WHAT IS REQUIRED: Lines from the line with "filename keel-core/src/domain/mod.rs" to the line with "pub mod build;" in the entries below, and only those, must be output exactly, with both ends included.

(Dataset entries)
******************************

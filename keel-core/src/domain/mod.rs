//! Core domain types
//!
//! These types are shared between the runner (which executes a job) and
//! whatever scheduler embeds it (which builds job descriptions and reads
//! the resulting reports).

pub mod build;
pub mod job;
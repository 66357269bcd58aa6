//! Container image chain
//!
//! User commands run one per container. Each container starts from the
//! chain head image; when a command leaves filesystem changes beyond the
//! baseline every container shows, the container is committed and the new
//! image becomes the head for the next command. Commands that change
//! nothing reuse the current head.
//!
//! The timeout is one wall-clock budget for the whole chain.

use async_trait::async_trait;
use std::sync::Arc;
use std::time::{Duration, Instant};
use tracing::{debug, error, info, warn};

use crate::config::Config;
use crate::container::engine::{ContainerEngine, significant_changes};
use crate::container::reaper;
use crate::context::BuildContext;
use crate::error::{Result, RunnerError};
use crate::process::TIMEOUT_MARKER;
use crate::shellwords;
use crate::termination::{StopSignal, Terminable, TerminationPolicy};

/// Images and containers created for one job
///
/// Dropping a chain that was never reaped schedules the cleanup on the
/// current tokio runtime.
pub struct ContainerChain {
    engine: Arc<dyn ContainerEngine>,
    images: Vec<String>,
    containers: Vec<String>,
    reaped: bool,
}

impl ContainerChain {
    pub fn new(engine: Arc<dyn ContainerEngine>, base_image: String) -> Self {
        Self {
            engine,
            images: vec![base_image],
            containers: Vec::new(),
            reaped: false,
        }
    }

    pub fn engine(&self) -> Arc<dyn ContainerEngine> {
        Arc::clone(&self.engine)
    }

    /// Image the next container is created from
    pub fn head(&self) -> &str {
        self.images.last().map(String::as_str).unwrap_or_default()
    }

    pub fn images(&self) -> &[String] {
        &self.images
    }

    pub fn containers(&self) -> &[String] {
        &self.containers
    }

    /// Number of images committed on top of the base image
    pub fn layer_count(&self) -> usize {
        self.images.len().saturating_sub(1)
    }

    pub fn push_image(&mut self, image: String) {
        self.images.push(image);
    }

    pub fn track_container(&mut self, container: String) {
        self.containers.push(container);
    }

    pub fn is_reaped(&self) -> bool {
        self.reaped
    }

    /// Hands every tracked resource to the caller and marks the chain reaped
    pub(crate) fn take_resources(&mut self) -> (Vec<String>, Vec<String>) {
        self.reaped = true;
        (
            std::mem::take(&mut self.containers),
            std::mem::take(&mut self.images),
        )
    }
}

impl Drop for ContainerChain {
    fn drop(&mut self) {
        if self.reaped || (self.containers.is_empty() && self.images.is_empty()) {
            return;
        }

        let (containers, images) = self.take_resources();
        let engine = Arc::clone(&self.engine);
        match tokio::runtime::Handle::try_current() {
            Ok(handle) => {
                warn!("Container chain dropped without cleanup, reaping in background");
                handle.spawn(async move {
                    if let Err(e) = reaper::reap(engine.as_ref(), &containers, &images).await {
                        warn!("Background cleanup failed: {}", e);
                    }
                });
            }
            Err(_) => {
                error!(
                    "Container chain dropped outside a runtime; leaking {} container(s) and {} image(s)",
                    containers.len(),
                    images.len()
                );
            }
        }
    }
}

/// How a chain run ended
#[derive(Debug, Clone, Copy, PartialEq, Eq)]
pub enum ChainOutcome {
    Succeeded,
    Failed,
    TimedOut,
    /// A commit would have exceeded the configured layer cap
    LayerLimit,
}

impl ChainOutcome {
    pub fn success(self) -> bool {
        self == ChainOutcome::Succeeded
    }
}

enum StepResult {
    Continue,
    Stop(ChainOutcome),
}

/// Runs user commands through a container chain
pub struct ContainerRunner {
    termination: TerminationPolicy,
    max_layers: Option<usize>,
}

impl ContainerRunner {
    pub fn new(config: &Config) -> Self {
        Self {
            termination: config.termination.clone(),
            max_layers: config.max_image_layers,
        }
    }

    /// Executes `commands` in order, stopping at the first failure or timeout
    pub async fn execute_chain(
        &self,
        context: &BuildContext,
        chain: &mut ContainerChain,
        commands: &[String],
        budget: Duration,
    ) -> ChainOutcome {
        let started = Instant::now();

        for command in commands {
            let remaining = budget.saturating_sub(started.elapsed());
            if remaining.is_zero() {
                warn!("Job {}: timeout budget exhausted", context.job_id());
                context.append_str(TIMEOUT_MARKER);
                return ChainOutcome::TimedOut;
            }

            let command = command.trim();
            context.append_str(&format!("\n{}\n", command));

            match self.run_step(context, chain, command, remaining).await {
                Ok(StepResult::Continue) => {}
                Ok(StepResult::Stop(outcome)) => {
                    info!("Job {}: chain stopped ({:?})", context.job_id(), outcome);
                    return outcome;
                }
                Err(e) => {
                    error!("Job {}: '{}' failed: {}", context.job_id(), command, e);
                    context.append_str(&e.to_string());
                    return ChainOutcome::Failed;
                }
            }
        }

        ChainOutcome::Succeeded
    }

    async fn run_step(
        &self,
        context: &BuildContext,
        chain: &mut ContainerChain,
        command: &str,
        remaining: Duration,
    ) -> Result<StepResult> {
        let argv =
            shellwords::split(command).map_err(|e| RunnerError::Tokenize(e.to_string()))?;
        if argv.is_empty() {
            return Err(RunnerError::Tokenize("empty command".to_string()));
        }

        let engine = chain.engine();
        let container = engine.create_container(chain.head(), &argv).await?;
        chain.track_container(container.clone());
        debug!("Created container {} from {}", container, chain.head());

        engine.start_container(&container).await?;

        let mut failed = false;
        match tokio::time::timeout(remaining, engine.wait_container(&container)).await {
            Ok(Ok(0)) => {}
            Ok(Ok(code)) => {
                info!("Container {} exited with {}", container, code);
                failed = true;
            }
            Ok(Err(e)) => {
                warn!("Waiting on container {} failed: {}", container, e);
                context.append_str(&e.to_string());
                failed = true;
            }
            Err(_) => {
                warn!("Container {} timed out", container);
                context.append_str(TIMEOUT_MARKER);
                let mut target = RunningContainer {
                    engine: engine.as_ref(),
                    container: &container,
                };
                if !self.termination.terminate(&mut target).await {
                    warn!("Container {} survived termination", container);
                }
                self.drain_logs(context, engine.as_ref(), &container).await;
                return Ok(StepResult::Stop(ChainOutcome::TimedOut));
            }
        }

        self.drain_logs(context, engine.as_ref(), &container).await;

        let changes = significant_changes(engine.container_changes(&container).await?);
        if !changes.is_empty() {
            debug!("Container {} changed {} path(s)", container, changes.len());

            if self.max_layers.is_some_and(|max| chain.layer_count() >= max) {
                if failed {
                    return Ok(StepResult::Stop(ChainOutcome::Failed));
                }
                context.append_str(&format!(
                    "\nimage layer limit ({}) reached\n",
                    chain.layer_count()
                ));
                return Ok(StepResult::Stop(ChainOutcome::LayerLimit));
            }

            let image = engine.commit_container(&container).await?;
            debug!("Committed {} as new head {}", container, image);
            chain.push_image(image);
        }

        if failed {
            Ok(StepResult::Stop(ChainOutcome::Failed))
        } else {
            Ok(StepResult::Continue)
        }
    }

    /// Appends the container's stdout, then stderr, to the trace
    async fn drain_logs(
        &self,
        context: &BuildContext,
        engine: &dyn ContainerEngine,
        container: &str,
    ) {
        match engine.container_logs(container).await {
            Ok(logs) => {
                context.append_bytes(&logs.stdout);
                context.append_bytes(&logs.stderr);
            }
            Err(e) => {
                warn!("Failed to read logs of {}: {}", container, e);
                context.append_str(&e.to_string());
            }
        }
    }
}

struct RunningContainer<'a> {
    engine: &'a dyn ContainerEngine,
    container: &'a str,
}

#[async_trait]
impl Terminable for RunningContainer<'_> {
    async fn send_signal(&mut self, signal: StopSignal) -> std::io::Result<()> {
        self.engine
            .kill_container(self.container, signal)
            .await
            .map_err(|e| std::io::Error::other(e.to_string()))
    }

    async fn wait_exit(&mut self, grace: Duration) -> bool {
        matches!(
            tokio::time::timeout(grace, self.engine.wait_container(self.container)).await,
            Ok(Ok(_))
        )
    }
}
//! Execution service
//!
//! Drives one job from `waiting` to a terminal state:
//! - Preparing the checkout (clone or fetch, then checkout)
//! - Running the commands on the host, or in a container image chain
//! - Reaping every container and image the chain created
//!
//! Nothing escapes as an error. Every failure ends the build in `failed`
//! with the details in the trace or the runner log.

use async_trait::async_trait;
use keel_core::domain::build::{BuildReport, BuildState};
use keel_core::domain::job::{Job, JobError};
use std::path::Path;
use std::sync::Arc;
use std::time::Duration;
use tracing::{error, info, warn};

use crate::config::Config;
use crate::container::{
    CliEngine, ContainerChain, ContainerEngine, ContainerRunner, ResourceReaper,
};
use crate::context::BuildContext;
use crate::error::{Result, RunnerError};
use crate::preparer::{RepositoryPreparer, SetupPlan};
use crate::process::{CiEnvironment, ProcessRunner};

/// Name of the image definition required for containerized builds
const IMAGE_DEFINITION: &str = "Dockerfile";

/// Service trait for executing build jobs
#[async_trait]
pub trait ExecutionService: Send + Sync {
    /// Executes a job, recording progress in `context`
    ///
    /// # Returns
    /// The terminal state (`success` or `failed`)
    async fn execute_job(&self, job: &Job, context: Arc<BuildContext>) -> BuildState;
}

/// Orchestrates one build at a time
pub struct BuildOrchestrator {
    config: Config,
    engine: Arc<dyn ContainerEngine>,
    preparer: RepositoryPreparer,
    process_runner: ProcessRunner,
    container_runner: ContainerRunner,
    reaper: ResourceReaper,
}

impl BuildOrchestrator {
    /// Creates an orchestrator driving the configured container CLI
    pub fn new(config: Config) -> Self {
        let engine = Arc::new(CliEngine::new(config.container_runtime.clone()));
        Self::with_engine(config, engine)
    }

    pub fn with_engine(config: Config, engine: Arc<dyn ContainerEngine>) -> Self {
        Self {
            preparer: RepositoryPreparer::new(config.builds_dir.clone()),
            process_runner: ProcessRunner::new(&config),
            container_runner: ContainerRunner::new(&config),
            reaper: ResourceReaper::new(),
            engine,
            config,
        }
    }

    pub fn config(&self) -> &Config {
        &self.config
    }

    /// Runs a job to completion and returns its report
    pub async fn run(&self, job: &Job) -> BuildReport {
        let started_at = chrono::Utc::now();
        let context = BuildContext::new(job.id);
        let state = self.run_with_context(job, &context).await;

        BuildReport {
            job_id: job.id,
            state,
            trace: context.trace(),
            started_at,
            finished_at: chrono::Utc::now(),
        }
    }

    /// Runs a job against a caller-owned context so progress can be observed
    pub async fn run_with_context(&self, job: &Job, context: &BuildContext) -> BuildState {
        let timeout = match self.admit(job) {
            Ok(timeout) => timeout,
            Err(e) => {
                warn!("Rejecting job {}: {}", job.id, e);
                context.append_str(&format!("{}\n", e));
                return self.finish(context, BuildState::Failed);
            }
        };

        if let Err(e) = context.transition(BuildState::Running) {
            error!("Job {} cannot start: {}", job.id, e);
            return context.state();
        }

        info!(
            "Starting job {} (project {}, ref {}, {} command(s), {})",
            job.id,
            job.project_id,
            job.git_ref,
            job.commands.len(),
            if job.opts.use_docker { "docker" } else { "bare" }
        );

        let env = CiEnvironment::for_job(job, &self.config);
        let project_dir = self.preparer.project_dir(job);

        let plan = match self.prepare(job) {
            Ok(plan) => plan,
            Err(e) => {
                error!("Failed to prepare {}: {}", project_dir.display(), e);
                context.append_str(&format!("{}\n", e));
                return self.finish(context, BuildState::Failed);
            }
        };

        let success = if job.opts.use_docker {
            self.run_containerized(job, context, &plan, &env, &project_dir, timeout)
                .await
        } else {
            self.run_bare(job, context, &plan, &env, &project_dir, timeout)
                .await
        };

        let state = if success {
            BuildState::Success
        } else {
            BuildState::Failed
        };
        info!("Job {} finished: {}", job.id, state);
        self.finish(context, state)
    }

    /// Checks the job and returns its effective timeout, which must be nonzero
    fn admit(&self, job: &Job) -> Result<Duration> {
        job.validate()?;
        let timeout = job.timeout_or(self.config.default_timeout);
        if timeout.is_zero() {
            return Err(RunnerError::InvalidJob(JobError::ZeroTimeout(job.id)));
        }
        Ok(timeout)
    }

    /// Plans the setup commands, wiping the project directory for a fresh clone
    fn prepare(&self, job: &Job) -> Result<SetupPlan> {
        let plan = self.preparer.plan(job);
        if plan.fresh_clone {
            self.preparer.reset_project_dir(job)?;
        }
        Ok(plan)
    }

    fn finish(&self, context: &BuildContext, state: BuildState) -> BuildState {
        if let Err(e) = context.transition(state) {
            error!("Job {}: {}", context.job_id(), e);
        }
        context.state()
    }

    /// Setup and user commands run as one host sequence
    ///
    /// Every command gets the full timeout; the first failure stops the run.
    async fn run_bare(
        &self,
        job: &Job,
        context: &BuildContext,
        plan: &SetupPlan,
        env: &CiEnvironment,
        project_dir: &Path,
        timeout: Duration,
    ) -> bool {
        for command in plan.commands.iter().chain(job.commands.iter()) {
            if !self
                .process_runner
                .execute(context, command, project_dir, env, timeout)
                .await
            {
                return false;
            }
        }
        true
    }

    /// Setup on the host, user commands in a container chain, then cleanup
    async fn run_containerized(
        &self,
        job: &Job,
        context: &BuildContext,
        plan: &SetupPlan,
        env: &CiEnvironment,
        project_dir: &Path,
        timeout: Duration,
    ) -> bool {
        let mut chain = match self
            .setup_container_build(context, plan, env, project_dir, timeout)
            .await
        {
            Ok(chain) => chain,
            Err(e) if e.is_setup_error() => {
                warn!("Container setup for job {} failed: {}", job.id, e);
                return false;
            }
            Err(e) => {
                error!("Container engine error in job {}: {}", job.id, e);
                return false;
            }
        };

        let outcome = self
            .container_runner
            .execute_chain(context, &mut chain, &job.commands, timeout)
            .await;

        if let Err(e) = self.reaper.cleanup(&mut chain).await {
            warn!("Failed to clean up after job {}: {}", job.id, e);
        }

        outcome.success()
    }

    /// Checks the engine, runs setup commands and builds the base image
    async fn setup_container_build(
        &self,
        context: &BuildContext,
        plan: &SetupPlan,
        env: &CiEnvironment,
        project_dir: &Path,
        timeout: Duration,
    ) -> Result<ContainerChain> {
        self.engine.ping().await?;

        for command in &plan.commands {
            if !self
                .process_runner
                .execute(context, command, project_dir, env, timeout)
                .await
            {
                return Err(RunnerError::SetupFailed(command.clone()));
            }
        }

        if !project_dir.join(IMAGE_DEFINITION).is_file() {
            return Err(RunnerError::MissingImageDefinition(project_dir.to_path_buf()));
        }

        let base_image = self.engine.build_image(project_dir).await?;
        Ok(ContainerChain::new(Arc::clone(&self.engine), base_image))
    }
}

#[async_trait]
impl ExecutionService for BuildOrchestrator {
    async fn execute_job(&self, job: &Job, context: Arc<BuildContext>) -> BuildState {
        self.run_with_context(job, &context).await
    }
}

******************************

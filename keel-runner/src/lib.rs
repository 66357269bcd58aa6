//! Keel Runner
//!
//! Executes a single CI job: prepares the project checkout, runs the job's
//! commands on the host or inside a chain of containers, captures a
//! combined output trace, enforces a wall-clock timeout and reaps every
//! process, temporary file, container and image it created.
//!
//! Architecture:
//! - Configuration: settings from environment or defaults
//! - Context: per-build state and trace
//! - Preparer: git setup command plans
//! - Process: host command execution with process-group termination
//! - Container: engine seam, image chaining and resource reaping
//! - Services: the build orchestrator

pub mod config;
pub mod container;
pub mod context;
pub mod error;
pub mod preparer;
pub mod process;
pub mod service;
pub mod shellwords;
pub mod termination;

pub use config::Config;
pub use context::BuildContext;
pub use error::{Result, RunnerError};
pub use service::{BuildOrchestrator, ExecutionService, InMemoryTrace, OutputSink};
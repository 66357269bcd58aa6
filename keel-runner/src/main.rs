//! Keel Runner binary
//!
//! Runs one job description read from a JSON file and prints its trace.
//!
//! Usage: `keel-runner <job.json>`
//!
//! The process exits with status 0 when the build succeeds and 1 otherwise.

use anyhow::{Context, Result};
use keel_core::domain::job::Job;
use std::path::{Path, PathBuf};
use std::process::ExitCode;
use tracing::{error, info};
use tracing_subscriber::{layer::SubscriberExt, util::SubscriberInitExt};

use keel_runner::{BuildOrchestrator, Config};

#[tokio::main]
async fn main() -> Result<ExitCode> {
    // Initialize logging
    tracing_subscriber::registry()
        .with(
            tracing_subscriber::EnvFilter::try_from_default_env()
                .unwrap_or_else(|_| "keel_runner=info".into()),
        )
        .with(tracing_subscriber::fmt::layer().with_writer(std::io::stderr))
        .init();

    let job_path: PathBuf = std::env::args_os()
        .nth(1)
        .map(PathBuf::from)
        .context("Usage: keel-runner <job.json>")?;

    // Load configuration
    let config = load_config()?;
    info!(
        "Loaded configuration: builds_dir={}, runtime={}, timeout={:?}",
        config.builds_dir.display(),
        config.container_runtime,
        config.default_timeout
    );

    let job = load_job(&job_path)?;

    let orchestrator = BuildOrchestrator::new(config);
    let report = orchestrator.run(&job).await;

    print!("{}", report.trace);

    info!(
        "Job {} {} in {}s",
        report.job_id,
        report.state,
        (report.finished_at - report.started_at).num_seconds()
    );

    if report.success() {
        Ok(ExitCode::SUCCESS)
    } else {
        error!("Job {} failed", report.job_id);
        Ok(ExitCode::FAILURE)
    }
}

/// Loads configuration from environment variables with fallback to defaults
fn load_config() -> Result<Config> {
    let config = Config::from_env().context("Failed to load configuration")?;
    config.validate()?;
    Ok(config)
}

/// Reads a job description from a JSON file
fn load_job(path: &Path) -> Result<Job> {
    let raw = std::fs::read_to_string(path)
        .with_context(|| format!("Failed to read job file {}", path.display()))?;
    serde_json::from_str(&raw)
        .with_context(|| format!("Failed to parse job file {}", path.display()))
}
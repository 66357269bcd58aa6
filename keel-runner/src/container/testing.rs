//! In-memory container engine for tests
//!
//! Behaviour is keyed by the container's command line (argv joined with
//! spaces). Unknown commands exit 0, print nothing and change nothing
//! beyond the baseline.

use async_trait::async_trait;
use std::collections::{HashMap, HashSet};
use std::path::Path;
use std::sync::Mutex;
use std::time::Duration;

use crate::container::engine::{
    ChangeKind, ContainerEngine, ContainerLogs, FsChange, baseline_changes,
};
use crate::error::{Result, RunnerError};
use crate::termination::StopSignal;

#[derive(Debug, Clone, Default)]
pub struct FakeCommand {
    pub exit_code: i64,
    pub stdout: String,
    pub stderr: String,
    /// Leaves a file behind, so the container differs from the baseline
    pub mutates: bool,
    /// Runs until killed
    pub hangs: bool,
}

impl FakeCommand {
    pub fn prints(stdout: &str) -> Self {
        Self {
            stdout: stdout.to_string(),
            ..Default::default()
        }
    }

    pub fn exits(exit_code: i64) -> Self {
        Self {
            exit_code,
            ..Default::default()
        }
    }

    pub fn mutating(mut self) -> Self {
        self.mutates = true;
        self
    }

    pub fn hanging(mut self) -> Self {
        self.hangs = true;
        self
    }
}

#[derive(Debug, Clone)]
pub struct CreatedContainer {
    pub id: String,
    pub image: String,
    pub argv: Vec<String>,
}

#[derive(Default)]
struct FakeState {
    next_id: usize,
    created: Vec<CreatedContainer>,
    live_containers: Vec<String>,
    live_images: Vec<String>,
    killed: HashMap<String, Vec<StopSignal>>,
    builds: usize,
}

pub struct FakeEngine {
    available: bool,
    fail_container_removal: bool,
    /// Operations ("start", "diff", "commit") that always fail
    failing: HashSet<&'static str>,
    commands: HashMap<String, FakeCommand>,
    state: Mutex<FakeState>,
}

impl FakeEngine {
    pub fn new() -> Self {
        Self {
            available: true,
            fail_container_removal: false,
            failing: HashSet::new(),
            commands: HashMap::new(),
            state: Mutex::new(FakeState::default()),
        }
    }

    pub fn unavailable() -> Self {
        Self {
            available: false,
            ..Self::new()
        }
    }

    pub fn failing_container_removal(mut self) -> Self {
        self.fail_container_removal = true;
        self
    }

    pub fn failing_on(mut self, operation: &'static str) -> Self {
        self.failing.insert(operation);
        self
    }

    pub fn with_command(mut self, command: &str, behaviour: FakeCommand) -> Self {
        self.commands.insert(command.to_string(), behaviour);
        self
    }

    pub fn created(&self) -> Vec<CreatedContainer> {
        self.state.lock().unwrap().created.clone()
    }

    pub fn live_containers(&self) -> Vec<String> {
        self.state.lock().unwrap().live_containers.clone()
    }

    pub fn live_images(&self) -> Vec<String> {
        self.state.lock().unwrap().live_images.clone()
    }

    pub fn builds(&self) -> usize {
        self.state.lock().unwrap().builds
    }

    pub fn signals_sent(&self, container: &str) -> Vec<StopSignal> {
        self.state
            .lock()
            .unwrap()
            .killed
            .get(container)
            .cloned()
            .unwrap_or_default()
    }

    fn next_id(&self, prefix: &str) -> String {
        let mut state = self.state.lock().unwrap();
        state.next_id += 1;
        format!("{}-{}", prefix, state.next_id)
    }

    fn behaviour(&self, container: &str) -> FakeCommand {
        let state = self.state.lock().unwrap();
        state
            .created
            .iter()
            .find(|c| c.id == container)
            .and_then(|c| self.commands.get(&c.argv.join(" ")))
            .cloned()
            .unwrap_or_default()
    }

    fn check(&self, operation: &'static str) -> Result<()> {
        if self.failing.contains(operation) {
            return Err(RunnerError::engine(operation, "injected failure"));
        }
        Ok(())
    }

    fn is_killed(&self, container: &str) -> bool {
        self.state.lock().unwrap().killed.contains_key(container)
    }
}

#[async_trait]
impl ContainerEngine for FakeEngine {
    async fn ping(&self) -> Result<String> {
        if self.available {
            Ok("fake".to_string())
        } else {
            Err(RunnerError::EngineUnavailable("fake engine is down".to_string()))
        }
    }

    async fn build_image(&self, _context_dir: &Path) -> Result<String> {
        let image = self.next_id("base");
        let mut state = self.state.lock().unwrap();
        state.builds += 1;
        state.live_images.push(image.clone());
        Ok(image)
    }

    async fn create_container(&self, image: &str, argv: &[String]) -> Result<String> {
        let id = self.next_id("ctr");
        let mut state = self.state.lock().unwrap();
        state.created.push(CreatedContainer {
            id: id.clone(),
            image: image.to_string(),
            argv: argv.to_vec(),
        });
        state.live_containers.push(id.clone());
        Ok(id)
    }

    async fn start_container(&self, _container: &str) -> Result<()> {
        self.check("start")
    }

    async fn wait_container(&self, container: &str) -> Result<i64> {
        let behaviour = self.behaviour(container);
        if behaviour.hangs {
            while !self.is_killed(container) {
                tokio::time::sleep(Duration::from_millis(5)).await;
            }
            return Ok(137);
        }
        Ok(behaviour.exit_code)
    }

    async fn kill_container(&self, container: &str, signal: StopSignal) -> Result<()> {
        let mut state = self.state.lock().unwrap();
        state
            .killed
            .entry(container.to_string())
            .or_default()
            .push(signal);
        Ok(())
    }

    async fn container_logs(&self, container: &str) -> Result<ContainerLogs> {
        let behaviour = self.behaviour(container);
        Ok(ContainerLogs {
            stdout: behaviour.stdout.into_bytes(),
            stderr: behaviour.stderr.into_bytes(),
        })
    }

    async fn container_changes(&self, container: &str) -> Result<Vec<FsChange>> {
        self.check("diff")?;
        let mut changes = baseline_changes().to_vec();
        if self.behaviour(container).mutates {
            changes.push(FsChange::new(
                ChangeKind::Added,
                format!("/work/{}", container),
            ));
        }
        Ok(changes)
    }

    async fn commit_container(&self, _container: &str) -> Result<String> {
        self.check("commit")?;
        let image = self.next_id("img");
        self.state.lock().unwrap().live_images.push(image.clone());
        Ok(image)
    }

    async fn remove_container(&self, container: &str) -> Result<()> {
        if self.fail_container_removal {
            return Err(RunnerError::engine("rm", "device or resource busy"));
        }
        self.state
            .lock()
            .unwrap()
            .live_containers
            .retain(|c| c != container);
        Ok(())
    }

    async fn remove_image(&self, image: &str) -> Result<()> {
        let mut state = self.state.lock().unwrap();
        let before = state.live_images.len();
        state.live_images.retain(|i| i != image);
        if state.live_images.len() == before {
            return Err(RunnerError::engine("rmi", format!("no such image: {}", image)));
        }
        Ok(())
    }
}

******************************

YOUR RESPONSE:
filename keel-core/src/domain/mod.rs
//! Core domain types
//!
//! These types are shared between the runner (which executes a job) and
//! whatever scheduler embeds it (which builds job descriptions and reads
//! the resulting reports).

pub mod build;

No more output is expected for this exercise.